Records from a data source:
++++++++++++++++++++

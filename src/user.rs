use crate::filesystem;
use crate::get_db_pool;
use crate::middleware::ClientCtx;
use crate::orm::users;
use actix_multipart::Multipart;
use actix_session::Session;
use actix_web::{error, get, post, web, Error, HttpResponse, Responder};
use chrono::Utc;
use sea_orm::{entity::*, DatabaseConnection, DbErr};
use serde::Deserialize;

/// A mini struct holding only what the request cycle needs about a client.
#[derive(Clone, Debug)]
pub struct ClientUser {
    pub id: String,
    pub is_admin: bool,
}

/// Profile supplied by the authentication collaborator on login.
#[derive(Debug, Deserialize)]
#[serde(rename_all = "camelCase")]
pub struct LoginProfile {
    pub id: String,
    pub email: Option<String>,
    pub first_name: Option<String>,
    pub last_name: Option<String>,
    pub profile_image_url: Option<String>,
}

/// Resolves the session cookie to a user record, or None for guests.
pub async fn authenticate_by_session(session: &Session) -> Option<ClientUser> {
    let uid = match session.get::<String>("uid") {
        Ok(Some(uid)) => uid,
        Ok(None) => return None,
        Err(e) => {
            log::error!("authenticate_by_session: {}", e);
            return None;
        }
    };

    match users::Entity::find_by_id(uid).one(get_db_pool()).await {
        Ok(user) => user.map(|u| ClientUser {
            id: u.id,
            is_admin: u.is_admin,
        }),
        Err(e) => {
            log::error!("authenticate_by_session: {}", e);
            None
        }
    }
}

/// Emails provisioned as admins, from the ADMIN_EMAILS env variable.
pub fn admin_emails() -> Vec<String> {
    parse_admin_emails(&std::env::var("ADMIN_EMAILS").unwrap_or_default())
}

fn parse_admin_emails(raw: &str) -> Vec<String> {
    raw.split(',')
        .map(|e| e.trim().to_ascii_lowercase())
        .filter(|e| !e.is_empty())
        .collect()
}

/// The allow-list promotes. It never clears an existing admin flag;
/// demotion is an explicit admin operation.
fn resolve_admin_flag(existing: bool, email: Option<&str>, allow_list: &[String]) -> bool {
    existing
        || email
            .map(|e| allow_list.contains(&e.to_ascii_lowercase()))
            .unwrap_or(false)
}

/// Inserts or updates the user record for a login profile.
pub async fn upsert_user(
    db: &DatabaseConnection,
    profile: LoginProfile,
) -> Result<users::Model, DbErr> {
    let now = Utc::now().naive_utc();
    let allow_list = admin_emails();

    match users::Entity::find_by_id(profile.id.to_owned()).one(db).await? {
        Some(existing) => {
            let is_admin =
                resolve_admin_flag(existing.is_admin, profile.email.as_deref(), &allow_list);
            let mut user: users::ActiveModel = existing.into();
            user.email = Set(profile.email);
            user.first_name = Set(profile.first_name);
            user.last_name = Set(profile.last_name);
            user.profile_image_url = Set(profile.profile_image_url);
            user.is_admin = Set(is_admin);
            user.updated_at = Set(now);
            user.update(db).await
        }
        None => {
            let is_admin = resolve_admin_flag(false, profile.email.as_deref(), &allow_list);
            users::ActiveModel {
                id: Set(profile.id),
                email: Set(profile.email),
                first_name: Set(profile.first_name),
                last_name: Set(profile.last_name),
                profile_image_url: Set(profile.profile_image_url),
                is_admin: Set(is_admin),
                created_at: Set(now),
                updated_at: Set(now),
            }
            .insert(db)
            .await
        }
    }
}

#[post("/api/auth/login")]
pub async fn post_login(
    session: Session,
    profile: web::Json<LoginProfile>,
) -> Result<impl Responder, Error> {
    let user = upsert_user(get_db_pool(), profile.into_inner())
        .await
        .map_err(|e| {
            log::error!("post_login: {}", e);
            error::ErrorInternalServerError("Failed to sync user.")
        })?;

    session
        .insert("uid", &user.id)
        .map_err(error::ErrorInternalServerError)?;

    Ok(web::Json(user))
}

#[post("/api/auth/logout")]
pub async fn post_logout(session: Session) -> Result<impl Responder, Error> {
    session.purge();
    Ok(HttpResponse::NoContent().finish())
}

#[get("/api/auth/user")]
pub async fn view_current_user(client: ClientCtx) -> Result<impl Responder, Error> {
    let id = client.require_user()?;
    let user = users::Entity::find_by_id(id)
        .one(get_db_pool())
        .await
        .map_err(error::ErrorInternalServerError)?
        .ok_or_else(|| error::ErrorNotFound("User not found."))?;

    Ok(web::Json(user))
}

#[post("/api/auth/update-profile")]
pub async fn update_profile(
    client: ClientCtx,
    payload: Multipart,
) -> Result<impl Responder, Error> {
    let id = client.require_user()?;
    let db = get_db_pool();

    let form = filesystem::read_form(payload).await?;

    let user = users::Entity::find_by_id(id)
        .one(db)
        .await
        .map_err(error::ErrorInternalServerError)?
        .ok_or_else(|| error::ErrorNotFound("User not found."))?;

    let mut user: users::ActiveModel = user.into();
    if let Some(first_name) = form.text("firstName") {
        user.first_name = Set(Some(first_name.to_owned()));
    }
    if let Some(last_name) = form.text("lastName") {
        user.last_name = Set(Some(last_name.to_owned()));
    }
    if let Some(upload) = form.files.first() {
        user.profile_image_url = Set(Some(filesystem::get_file_url_by_filename(&upload.filename)));
    }
    user.updated_at = Set(Utc::now().naive_utc());

    let user = user
        .update(db)
        .await
        .map_err(error::ErrorInternalServerError)?;

    Ok(web::Json(user))
}

#[cfg(test)]
mod tests {
    use super::*;

    #[test]
    fn admin_emails_parse_trims_and_lowercases() {
        let list = parse_admin_emails(" Admin@Example.com , other@example.com ,");
        assert_eq!(list, vec!["admin@example.com", "other@example.com"]);
        assert!(parse_admin_emails("").is_empty());
    }

    #[test]
    fn allow_list_promotes_on_match() {
        let allow = vec!["admin@example.com".to_owned()];
        assert!(resolve_admin_flag(false, Some("Admin@Example.com"), &allow));
        assert!(!resolve_admin_flag(false, Some("user@example.com"), &allow));
        assert!(!resolve_admin_flag(false, None, &allow));
    }

    #[test]
    fn allow_list_never_demotes() {
        let allow: Vec<String> = Vec::new();
        assert!(resolve_admin_flag(true, Some("gone@example.com"), &allow));
        assert!(resolve_admin_flag(true, None, &allow));
    }
}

++++++++++++++++++++

BRIEF: Repeat each entry above, matching every line exactly.

RESPONSE BELOW:
filename src/user.rs
use crate::filesystem;
use crate::get_db_pool;
use crate::middleware::ClientCtx;
use crate::orm::users;
use actix_multipart::Multipart;
use actix_session::Session;
use actix_web::{error, get, post, web, Error, HttpResponse, Responder};
use chrono::Utc;
use sea_orm::{entity::*, DatabaseConnection, DbErr};
use serde::Deserialize;

/// A mini struct holding only what the request cycle needs about a client.
#[derive(Clone, Debug)]
pub struct ClientUser {
    pub id: String,
    pub is_admin: bool,
}

/// Profile supplied by the authentication collaborator on login.
#[derive(Debug, Deserialize)]
#[serde(rename_all = "camelCase")]
pub struct LoginProfile {
    pub id: String,
    pub email: Option<String>,
    pub first_name: Option<String>,
    pub last_name: Option<String>,
    pub profile_image_url: Option<String>,
}

/// Resolves the session cookie to a user record, or None for guests.
pub async fn authenticate_by_session(session: &Session) -> Option<ClientUser> {
    let uid = match session.get::<String>("uid") {
        Ok(Some(uid)) => uid,
        Ok(None) => return None,
        Err(e) => {
            log::error!("authenticate_by_session: {}", e);
            return None;
        }
    };

    match users::Entity::find_by_id(uid).one(get_db_pool()).await {
        Ok(user) => user.map(|u| ClientUser {
            id: u.id,
            is_admin: u.is_admin,
        }),
        Err(e) => {
            log::error!("authenticate_by_session: {}", e);
            None
        }
    }
}

/// Emails provisioned as admins, from the ADMIN_EMAILS env variable.
pub fn admin_emails() -> Vec<String> {
    parse_admin_emails(&std::env::var("ADMIN_EMAILS").unwrap_or_default())
}

fn parse_admin_emails(raw: &str) -> Vec<String> {
    raw.split(',')
        .map(|e| e.trim().to_ascii_lowercase())
        .filter(|e| !e.is_empty())
        .collect()
}

/// The allow-list promotes. It never clears an existing admin flag;
/// demotion is an explicit admin operation.
fn resolve_admin_flag(existing: bool, email: Option<&str>, allow_list: &[String]) -> bool {
    existing
        || email
            .map(|e| allow_list.contains(&e.to_ascii_lowercase()))
            .unwrap_or(false)
}

/// Inserts or updates the user record for a login profile.
pub async fn upsert_user(
    db: &DatabaseConnection,
    profile: LoginProfile,
) -> Result<users::Model, DbErr> {
    let now = Utc::now().naive_utc();
    let allow_list = admin_emails();

    match users::Entity::find_by_id(profile.id.to_owned()).one(db).await? {
        Some(existing) => {
            let is_admin =
                resolve_admin_flag(existing.is_admin, profile.email.as_deref(), &allow_list);
            let mut user: users::ActiveModel = existing.into();
            user.email = Set(profile.email);
            user.first_name = Set(profile.first_name);
            user.last_name = Set(profile.last_name);
            user.profile_image_url = Set(profile.profile_image_url);
            user.is_admin = Set(is_admin);
            user.updated_at = Set(now);
            user.update(db).await
        }
        None => {
            let is_admin = resolve_admin_flag(false, profile.email.as_deref(), &allow_list);
            users::ActiveModel {
                id: Set(profile.id),
                email: Set(profile.email),
                first_name: Set(profile.first_name),
                last_name: Set(profile.last_name),
                profile_image_url: Set(profile.profile_image_url),
                is_admin: Set(is_admin),
                created_at: Set(now),
                updated_at: Set(now),
            }
            .insert(db)
            .await
        }
    }
}

#[post("/api/auth/login")]
pub async fn post_login(
    session: Session,
    profile: web::Json<LoginProfile>,
) -> Result<impl Responder, Error> {
    let user = upsert_user(get_db_pool(), profile.into_inner())
        .await
        .map_err(|e| {
            log::error!("post_login: {}", e);
            error::ErrorInternalServerError("Failed to sync user.")
        })?;

    session
        .insert("uid", &user.id)
        .map_err(error::ErrorInternalServerError)?;

    Ok(web::Json(user))
}

#[post("/api/auth/logout")]
pub async fn post_logout(session: Session) -> Result<impl Responder, Error> {
    session.purge();
    Ok(HttpResponse::NoContent().finish())
}

#[get("/api/auth/user")]
pub async fn view_current_user(client: ClientCtx) -> Result<impl Responder, Error> {
    let id = client.require_user()?;
    let user = users::Entity::find_by_id(id)
        .one(get_db_pool())
        .await
        .map_err(error::ErrorInternalServerError)?
        .ok_or_else(|| error::ErrorNotFound("User not found."))?;

    Ok(web::Json(user))
}

#[post("/api/auth/update-profile")]
pub async fn update_profile(
    client: ClientCtx,
    payload: Multipart,
) -> Result<impl Responder, Error> {
    let id = client.require_user()?;
    let db = get_db_pool();

    let form = filesystem::read_form(payload).await?;

    let user = users::Entity::find_by_id(id)
        .one(db)
        .await
        .map_err(error::ErrorInternalServerError)?
        .ok_or_else(|| error::ErrorNotFound("User not found."))?;

    let mut user: users::ActiveModel = user.into();
    if let Some(first_name) = form.text("firstName") {
        user.first_name = Set(Some(first_name.to_owned()));
    }
    if let Some(last_name) = form.text("lastName") {
        user.last_name = Set(Some(last_name.to_owned()));
    }
    if let Some(upload) = form.files.first() {
        user.profile_image_url = Set(Some(filesystem::get_file_url_by_filename(&upload.filename)));
    }
    user.updated_at = Set(Utc::now().naive_utc());

    let user = user
        .update(db)
        .await
        .map_err(error::ErrorInternalServerError)?;

    Ok(web::Json(user))
}

#[cfg(test)]
mod tests {
    use super::*;

    #[test]
    fn admin_emails_parse_trims_and_lowercases() {
        let list = parse_admin_emails(" Admin@Example.com , other@example.com ,");
        assert_eq!(list, vec!["admin@example.com", "other@example.com"]);
        assert!(parse_admin_emails("").is_empty());
    }

    #[test]
    fn allow_list_promotes_on_match() {
        let allow = vec!["admin@example.com".to_owned()];
        assert!(resolve_admin_flag(false, Some("Admin@Example.com"), &allow));
        assert!(!resolve_admin_flag(false, Some("user@example.com"), &allow));
        assert!(!resolve_admin_flag(false, None, &allow));
    }

    #[test]
    fn allow_list_never_demotes() {
        let allow: Vec<String> = Vec::new();
        assert!(resolve_admin_flag(true, Some("gone@example.com"), &allow));
        assert!(resolve_admin_flag(true, None, &allow));
    }
}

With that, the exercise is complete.